= Better Together: Restoring the American Community =

2003 book

First edition (publ Simon & Schuster)

Better Together: Restoring the American Community is a book and website published in 2003 as an initiative of the Saguaro Seminar conducted at Harvard University's John F. Kennedy School of Government. The initiative is aimed at facilitating rapid and extensive community development, particularly within the United States and uses a book with the same title by Robert Putnam and Lewis M. Feldstein as its primary reference text.

==Saguaro Seminar==
The Saguaro Seminar is a long-term research project aimed at significantly increasing Americans' connectedness to one another and to community institutions. Professor Putnam, also the author of Bowling Alone, leads the effort joined by Feldstein, other scholars, civic leaders, business people and politicians. The project's agenda includes building a knowledge base for understanding what creates and sustains civic trust, community participation and the bonds between people and their institutions. The seminar focuses on building social capital by conducting surveys and presenting initiatives for public engagement through the book and website.
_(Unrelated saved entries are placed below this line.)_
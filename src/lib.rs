//! # flatconf - Flat Configuration Store
//!
//! A Rust library that loads configuration files in several formats, flattens
//! nested data into dot-notated keys and keeps the result in a grouped
//! key/value store that can be cached to disk.
//!
//! ## Features
//!
//! - **Many Formats**: JSON, CONF and PHP array files built in; YAML, XML and INI
//!   by default; TOML behind the `toml` feature
//! - **Flattening**: `{"database": {"host": ..}}` in `config.json` becomes
//!   `config.database.host`, with a configurable depth limit
//! - **Groups**: every key loaded from a file is grouped under the file name,
//!   so a whole file can be deleted at once
//! - **Cache Files**: snapshot the store to JSON with an optional expiry
//! - **Custom Parsers**: register any [`Parser`] for a file extension
//!
//! ## Quick Start
//!
//! ```rust
//! use flatconf::ConfigManager;
//! use serde_json::json;
//!
//! let dir = tempfile::tempdir().unwrap();
//! std::fs::write(
//!     dir.path().join("database.json"),
//!     r#"{"primary": {"host": "localhost", "port": 5432}}"#,
//! ).unwrap();
//!
//! let mut config = ConfigManager::builder()
//!     .config_path(dir.path())
//!     .build()?;
//! config.load("database.json")?;
//!
//! assert_eq!(config.get("database.primary.port"), Some(&json!(5432)));
//!
//! // Keys added with a dot join the group named by their first segment
//! config.add("database.replica.host", "10.0.0.2");
//!
//! // Deleting the group removes everything loaded from database.json
//! config.delete("database");
//! assert!(config.all().is_empty());
//! # Ok::<(), flatconf::Error>(())
//! ```
//!
//! ## Cache Files
//!
//! ```rust
//! use flatconf::{ConfigManager, EXPIRE_ONE_WEEK};
//!
//! let dir = tempfile::tempdir().unwrap();
//! let cache = dir.path().join("config.cache.json");
//!
//! let mut config = ConfigManager::default();
//! config.add("app.name", "demo");
//! config.save_cache(&cache, EXPIRE_ONE_WEEK)?;
//!
//! let mut warm = ConfigManager::default();
//! if !warm.load_cache(&cache)? {
//!     // expired or missing: load the source files again
//! }
//! # Ok::<(), flatconf::Error>(())
//! ```
//!
//! ## Custom Parsers
//!
//! ```rust
//! use flatconf::{ConfigManager, ConfigMap, Parser, Result, parsers::{factory, read_source}};
//! use serde_json::Value;
//! use std::path::Path;
//!
//! #[derive(Default)]
//! struct LinesParser;
//!
//! impl Parser for LinesParser {
//!     fn parse(&self, path: &Path) -> Result<ConfigMap> {
//!         Ok(read_source(path)?
//!             .lines()
//!             .enumerate()
//!             .map(|(i, line)| (i.to_string(), Value::String(line.to_string())))
//!             .collect())
//!     }
//! }
//!
//! let config = ConfigManager::builder()
//!     .with_parser("lines", factory::<LinesParser>())
//!     .build()?;
//! assert!(config.parsers().contains("lines"));
//! # Ok::<(), flatconf::Error>(())
//! ```
//!
//! ## Logging
//!
//! The crate logs through the [`log`] facade. Install any logger (for example
//! `env_logger`) to see resolution, parsing and cache activity.

mod cache;
mod config;
mod error;
mod flatten;
mod manager;
pub mod parsers;
mod resolver;
mod storage;

// Re-exports
pub use cache::{CacheRecord, EXPIRE_NEVER, EXPIRE_ONE_DAY, EXPIRE_ONE_MONTH, EXPIRE_ONE_WEEK};
pub use config::{
    ConfigMap, ConfigOptions, ConfigOptionsBuilder, DEFAULT_MAX_DEPTH, GroupMembers, Groups,
};
pub use error::{Error, ErrorKind, Result};
pub use flatten::{Flattened, Flattener};
pub use manager::{ConfigManager, ConfigManagerBuilder};
pub use parsers::{ConfParser, JsonParser, Parser, ParserFactory, ParserRegistry, PhpParser};
pub use resolver::PathResolver;
pub use storage::{JsonStorage, StorageBackend};

#[cfg(feature = "ini")]
pub use parsers::IniParser;
#[cfg(feature = "toml")]
pub use parsers::TomlParser;
#[cfg(feature = "xml")]
pub use parsers::XmlParser;
#[cfg(feature = "yaml")]
pub use parsers::YamlParser;

// Re-export serde_json::Value for convenience
pub use serde_json::Value;
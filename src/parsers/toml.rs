use super::{Parser, float_value, read_source};
use crate::config::ConfigMap;
use crate::error::{Error, Result};
use serde_json::Value;
use std::path::Path;

/// Parser for `.toml` files
///
/// Datetimes are kept as their RFC 3339 text.
#[derive(Debug, Clone, Copy, Default)]
pub struct TomlParser;

impl Parser for TomlParser {
    fn parse(&self, path: &Path) -> Result<ConfigMap> {
        let content = read_source(path)?;
        let table: ::toml::Table = ::toml::from_str(&content)
            .map_err(|e| Error::parse(path, format!("invalid TOML: {e}")))?;
        Ok(convert_table(table))
    }
}

fn convert_table(table: ::toml::Table) -> ConfigMap {
    table.into_iter().map(|(k, v)| (k, convert(v))).collect()
}

fn convert(value: ::toml::Value) -> Value {
    match value {
        ::toml::Value::String(s) => Value::String(s),
        ::toml::Value::Integer(i) => Value::Number(i.into()),
        ::toml::Value::Float(f) => float_value(f),
        ::toml::Value::Boolean(b) => Value::Bool(b),
        ::toml::Value::Datetime(dt) => Value::String(dt.to_string()),
        ::toml::Value::Array(items) => Value::Array(items.into_iter().map(convert).collect()),
        ::toml::Value::Table(table) => Value::Object(convert_table(table)),
    }
}
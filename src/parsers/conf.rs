//! Plain `key = value` configuration files
//!
//! Accepted line forms: `key = value`, `key: value` and `key value`.
//! Lines starting with `#` or `;` are comments. Values go through the same
//! typed conversion as INI values.

use super::{Parser, read_source, typed_scalar};
use crate::config::ConfigMap;
use crate::error::{Error, Result};
use regex::Regex;
use std::path::Path;
use std::sync::LazyLock;

static LINE_RE: LazyLock<Regex> = LazyLock::new(|| {
    Regex::new(r"^([A-Za-z0-9_][A-Za-z0-9_.\-]*)\s*(?:[=:]\s*|\s+)(.*)$")
        .expect("valid conf line regex")
});

/// Parser for `.conf` files
#[derive(Debug, Clone, Copy, Default)]
pub struct ConfParser;

impl Parser for ConfParser {
    fn parse(&self, path: &Path) -> Result<ConfigMap> {
        let content = read_source(path)?;
        let mut out = ConfigMap::new();

        for (idx, line) in content.lines().enumerate() {
            let line = line.trim();
            if line.is_empty() || line.starts_with('#') || line.starts_with(';') {
                continue;
            }

            let caps = LINE_RE.captures(line).ok_or_else(|| {
                Error::parse(path, format!("invalid line {}: {line}", idx + 1))
            })?;
            out.insert(caps[1].to_string(), typed_scalar(&caps[2]));
        }

        Ok(out)
    }
}
//! Dashboard state: the record collection snapshot and selection policy

use siminvest_engine::RegencyRecord;
use siminvest_engine::stats::find_record;

use crate::seed;

/// Owns the current record collection as a single consistent snapshot.
///
/// Updates replace the collection wholesale; aggregation always reads a
/// fully swapped-in snapshot, never one mutated mid-computation.
pub struct Dashboard {
    records: Vec<RegencyRecord>,
    custom_data: bool,
}

impl Dashboard {
    /// Start from the bundled seed dataset
    pub fn with_seed() -> Self {
        Self {
            records: seed::seed_records(),
            custom_data: false,
        }
    }

    /// Start from an externally supplied collection (snapshot load,
    /// cloud pull)
    pub fn with_records(records: Vec<RegencyRecord>) -> Self {
        Self {
            records,
            custom_data: true,
        }
    }

    pub fn records(&self) -> &[RegencyRecord] {
        &self.records
    }

    /// True when the collection came from import/sync rather than the seed
    pub fn is_custom(&self) -> bool {
        self.custom_data
    }

    /// Replace the whole collection (import, cloud pull)
    pub fn replace(&mut self, records: Vec<RegencyRecord>) {
        self.records = records;
        self.custom_data = true;
    }

    /// Restore the bundled seed dataset
    pub fn reset(&mut self) {
        self.records = seed::seed_records();
        self.custom_data = false;
    }

    /// Region selection: lookup by id, falling back to the first record on
    /// a miss. `None` only when the collection is empty.
    pub fn selected(&self, id: Option<&str>) -> Option<&RegencyRecord> {
        match id {
            Some(id) => find_record(&self.records, id).or_else(|| self.records.first()),
            None => self.records.first(),
        }
    }
}

#[cfg(test)]
mod tests {
    use super::*;

    #[test]
    fn test_seed_dashboard_is_not_custom() {
        let dashboard = Dashboard::with_seed();
        assert!(!dashboard.is_custom());
        assert!(!dashboard.records().is_empty());
    }

    #[test]
    fn test_replace_swaps_whole_collection() {
        let mut dashboard = Dashboard::with_seed();
        let replacement = vec![dashboard.records()[3].clone()];

        dashboard.replace(replacement);
        assert_eq!(dashboard.records().len(), 1);
        assert!(dashboard.is_custom());

        dashboard.reset();
        assert!(!dashboard.is_custom());
        assert_eq!(dashboard.records().len(), seed::seed_records().len());
    }

    #[test]
    fn test_selection_falls_back_to_first_record() {
        let dashboard = Dashboard::with_seed();
        let first = dashboard.records()[0].kab_kota.clone();

        let by_id = dashboard.selected(Some("sumbawa")).unwrap();
        assert_eq!(by_id.kab_kota, "Sumbawa");

        let miss = dashboard.selected(Some("tidak-ada")).unwrap();
        assert_eq!(miss.kab_kota, first);

        let none = dashboard.selected(None).unwrap();
        assert_eq!(none.kab_kota, first);
    }

    #[test]
    fn test_empty_collection_has_no_selection() {
        let dashboard = Dashboard::with_records(Vec::new());
        assert!(dashboard.selected(Some("mataram")).is_none());
        assert!(dashboard.selected(None).is_none());
    }
}
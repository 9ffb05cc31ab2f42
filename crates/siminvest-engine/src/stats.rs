//! Pure aggregation over regency record collections
//!
//! Every aggregate is recomputed on demand from the full collection. The
//! collection is small (tens of regions) and only changes wholesale, so
//! there is no incremental state to fall out of sync.

use thiserror::Error;

use crate::record::{Quarter, RegencyRecord, Sector};

/// Degenerate aggregation cases that callers must render with a placeholder
#[derive(Debug, Clone, Copy, PartialEq, Eq, Error)]
pub enum StatError {
    /// A share of a zero total has no defined value
    #[error("share of a zero total is indeterminate")]
    IndeterminateShare,
}

/// Province-wide headline statistics
#[derive(Debug, Clone, Copy, Default, PartialEq)]
pub struct GlobalStats {
    pub total_investasi: f64,
    pub total_tka: u64,
    pub total_tki: u64,
    pub total_proyek: u64,
}

/// Sum investment, labor and project counts across all records.
/// An empty collection yields all zeros.
pub fn global_stats(records: &[RegencyRecord]) -> GlobalStats {
    records.iter().fold(GlobalStats::default(), |acc, r| GlobalStats {
        total_investasi: acc.total_investasi + r.nilai_investasi,
        total_tka: acc.total_tka + r.tka,
        total_tki: acc.total_tki + r.tki,
        total_proyek: acc.total_proyek + r.jumlah_proyek,
    })
}

/// A named value in a ranked chart series
#[derive(Debug, Clone, PartialEq)]
pub struct RankedValue {
    pub name: String,
    pub value: f64,
}

/// Map records to `(kab_kota, nilai_investasi / divisor)` sorted descending.
/// The sort is stable: ties keep input order, which fixes bar ordering.
pub fn rank_by_investment(records: &[RegencyRecord], divisor: f64) -> Vec<RankedValue> {
    let mut ranked: Vec<RankedValue> = records
        .iter()
        .map(|r| RankedValue {
            name: r.kab_kota.clone(),
            value: r.nilai_investasi / divisor,
        })
        .collect();
    ranked.sort_by(|a, b| b.value.total_cmp(&a.value));
    ranked
}

/// Total realized in one sector across a collection (or one record)
#[derive(Debug, Clone, Copy, PartialEq)]
pub struct SectorTotal {
    pub sector: Sector,
    pub value: f64,
}

/// Per-sector sums in canonical sector order
pub fn sector_totals(records: &[RegencyRecord]) -> Vec<SectorTotal> {
    Sector::ALL
        .into_iter()
        .map(|sector| SectorTotal {
            sector,
            value: records.iter().map(|r| r.sector(sector)).sum(),
        })
        .collect()
}

/// Per-sector sums sorted descending by value (stable among ties)
pub fn ranked_sector_totals(records: &[RegencyRecord]) -> Vec<SectorTotal> {
    let mut totals = sector_totals(records);
    totals.sort_by(|a, b| b.value.total_cmp(&a.value));
    totals
}

/// Total realized in one quarter across a collection (or one record)
#[derive(Debug, Clone, Copy, PartialEq)]
pub struct QuarterTotal {
    pub quarter: Quarter,
    pub value: f64,
}

/// Per-quarter sums, always in TW I..TW IV order regardless of input order
pub fn quarter_totals(records: &[RegencyRecord]) -> Vec<QuarterTotal> {
    Quarter::ALL
        .into_iter()
        .map(|quarter| QuarterTotal {
            quarter,
            value: records.iter().map(|r| r.quarter(quarter)).sum(),
        })
        .collect()
}

/// Capital-source totals.
///
/// `total` sums `nilai_investasi`, not `pma + pmdn`: the two need not
/// reconcile exactly, and shares are quoted against total investment.
#[derive(Debug, Clone, Copy, Default, PartialEq)]
pub struct CapitalTotals {
    pub pma: f64,
    pub pmdn: f64,
    pub total: f64,
}

pub fn capital_source_totals(records: &[RegencyRecord]) -> CapitalTotals {
    records.iter().fold(CapitalTotals::default(), |acc, r| CapitalTotals {
        pma: acc.pma + r.pma,
        pmdn: acc.pmdn + r.pmdn,
        total: acc.total + r.nilai_investasi,
    })
}

/// `(part / total) * 100`, with a zero total signaled as indeterminate
/// instead of producing NaN or infinity
pub fn capital_share_percent(part: f64, total: f64) -> Result<f64, StatError> {
    if total == 0.0 {
        return Err(StatError::IndeterminateShare);
    }
    Ok(part / total * 100.0)
}

/// One record's sector amounts, filtered to `value > 0` and sorted
/// descending. Drives the single-region distribution chart.
pub fn sector_breakdown(record: &RegencyRecord) -> Vec<SectorTotal> {
    let mut breakdown: Vec<SectorTotal> = Sector::ALL
        .into_iter()
        .map(|sector| SectorTotal {
            sector,
            value: record.sector(sector),
        })
        .filter(|t| t.value > 0.0)
        .collect();
    breakdown.sort_by(|a, b| b.value.total_cmp(&a.value));
    breakdown
}

/// Domestic-per-foreign worker ratio, undefined when there are no
/// foreign workers
#[derive(Debug, Clone, Copy, PartialEq)]
pub enum LaborRatio {
    Defined(f64),
    Undefined,
}

impl LaborRatio {
    pub fn value(self) -> Option<f64> {
        match self {
            LaborRatio::Defined(ratio) => Some(ratio),
            LaborRatio::Undefined => None,
        }
    }
}

impl std::fmt::Display for LaborRatio {
    fn fmt(&self, f: &mut std::fmt::Formatter<'_>) -> std::fmt::Result {
        match self {
            LaborRatio::Defined(ratio) => write!(f, "{:.1}", ratio),
            LaborRatio::Undefined => write!(f, "∞"),
        }
    }
}

/// `tki / tka`, never dividing by zero
pub fn labor_ratio(tki: u64, tka: u64) -> LaborRatio {
    if tka == 0 {
        LaborRatio::Undefined
    } else {
        LaborRatio::Defined(tki as f64 / tka as f64)
    }
}

/// Lookup by record id. Fallback on a miss (the first record) is a caller
/// policy, applied explicitly at the call site.
pub fn find_record<'a>(records: &'a [RegencyRecord], id: &str) -> Option<&'a RegencyRecord> {
    records.iter().find(|r| r.id == id)
}

#[cfg(test)]
mod tests {
    use super::*;
    use crate::record::test_record;

    /// The two-record scenario from the dashboard's acceptance checks
    fn scenario_records() -> Vec<RegencyRecord> {
        let mut a = test_record("A");
        a.nilai_investasi = 5e9;
        a.tka = 2;
        a.tki = 100;
        a.jumlah_proyek = 3;
        a.pma = 3e9;
        a.pmdn = 2e9;

        let mut b = test_record("B");
        b.nilai_investasi = 1e10;
        b.tka = 0;
        b.tki = 50;
        b.jumlah_proyek = 1;
        b.pma = 0.0;
        b.pmdn = 1e10;

        vec![a, b]
    }

    #[test]
    fn test_global_stats_sums_all_records() {
        let stats = global_stats(&scenario_records());
        assert_eq!(stats.total_investasi, 1.5e10);
        assert_eq!(stats.total_tka, 2);
        assert_eq!(stats.total_tki, 150);
        assert_eq!(stats.total_proyek, 4);
    }

    #[test]
    fn test_global_stats_empty_collection_is_zero() {
        assert_eq!(global_stats(&[]), GlobalStats::default());
    }

    #[test]
    fn test_rank_by_investment_descending() {
        let ranked = rank_by_investment(&scenario_records(), 1e9);
        assert_eq!(ranked[0].name, "B");
        assert_eq!(ranked[0].value, 10.0);
        assert_eq!(ranked[1].name, "A");
        assert_eq!(ranked[1].value, 5.0);
    }

    #[test]
    fn test_rank_by_investment_ties_keep_input_order() {
        let mut records = Vec::new();
        for name in ["Pertama", "Kedua", "Ketiga"] {
            let mut r = test_record(name);
            r.nilai_investasi = 7e9;
            records.push(r);
        }
        let ranked = rank_by_investment(&records, 1e9);
        let names: Vec<&str> = ranked.iter().map(|r| r.name.as_str()).collect();
        assert_eq!(names, vec!["Pertama", "Kedua", "Ketiga"]);
    }

    #[test]
    fn test_quarter_totals_order_fixed_regardless_of_input() {
        let mut a = test_record("A");
        a.tw1 = 1.0;
        a.tw4 = 9.0;
        let mut b = test_record("B");
        b.tw2 = 5.0;
        b.tw3 = 2.0;

        // TW4 has the largest total; order must stay chronological
        let forward = quarter_totals(&[a.clone(), b.clone()]);
        let reversed = quarter_totals(&[b, a]);
        let values: Vec<f64> = forward.iter().map(|q| q.value).collect();
        assert_eq!(values, vec![1.0, 5.0, 2.0, 9.0]);
        assert_eq!(forward, reversed);
        assert_eq!(forward[0].quarter, crate::record::Quarter::Tw1);
    }

    #[test]
    fn test_capital_totals_use_investment_denominator() {
        // pma + pmdn deliberately does not reconcile with nilai_investasi
        let mut r = test_record("A");
        r.nilai_investasi = 10e9;
        r.pma = 4e9;
        r.pmdn = 4e9;

        let totals = capital_source_totals(&[r]);
        assert_eq!(totals.total, 10e9);

        let pma_share = capital_share_percent(totals.pma, totals.total).unwrap();
        let pmdn_share = capital_share_percent(totals.pmdn, totals.total).unwrap();
        assert_eq!(pma_share, 40.0);
        // Shares need not sum to 100
        assert_eq!(pma_share + pmdn_share, 80.0);
    }

    #[test]
    fn test_capital_share_of_zero_total_is_indeterminate() {
        assert_eq!(
            capital_share_percent(5.0, 0.0),
            Err(StatError::IndeterminateShare)
        );
    }

    #[test]
    fn test_sector_breakdown_filters_zeros_and_sorts() {
        let mut r = test_record("Sumbawa");
        r.pariwisata = 85e6;
        r.perdagangan = 15e6;
        r.pertanian = 20e6;

        let breakdown = sector_breakdown(&r);
        assert_eq!(breakdown.len(), 3);
        assert_eq!(breakdown[0].sector, Sector::Pariwisata);
        assert_eq!(breakdown[1].sector, Sector::Pertanian);
        assert_eq!(breakdown[2].sector, Sector::Perdagangan);
    }

    #[test]
    fn test_labor_ratio() {
        assert_eq!(labor_ratio(150, 5), LaborRatio::Defined(30.0));
        assert_eq!(labor_ratio(150, 0), LaborRatio::Undefined);
        assert_eq!(labor_ratio(150, 0).to_string(), "∞");
    }

    #[test]
    fn test_find_record_miss_is_none() {
        let records = scenario_records();
        assert_eq!(find_record(&records, "a").map(|r| r.kab_kota.as_str()), Some("A"));
        assert!(find_record(&records, "tidak-ada").is_none());
    }
}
The seminar's report, titled Better Together and issued in December 2000, called for a "nationwide campaign to redirect a downward spiral of civic apathy." The report warned that "social capital" in the US was dwindling to a critically low level and something needed to be done quickly to avoid civic catastrophe. The report further outlined a "framework for sustained, broad-based social change to restore America’s civic virtue" which culminated in both the book Better Together (ISBN 0-7432-3546-0) and the website BetterTogether.org.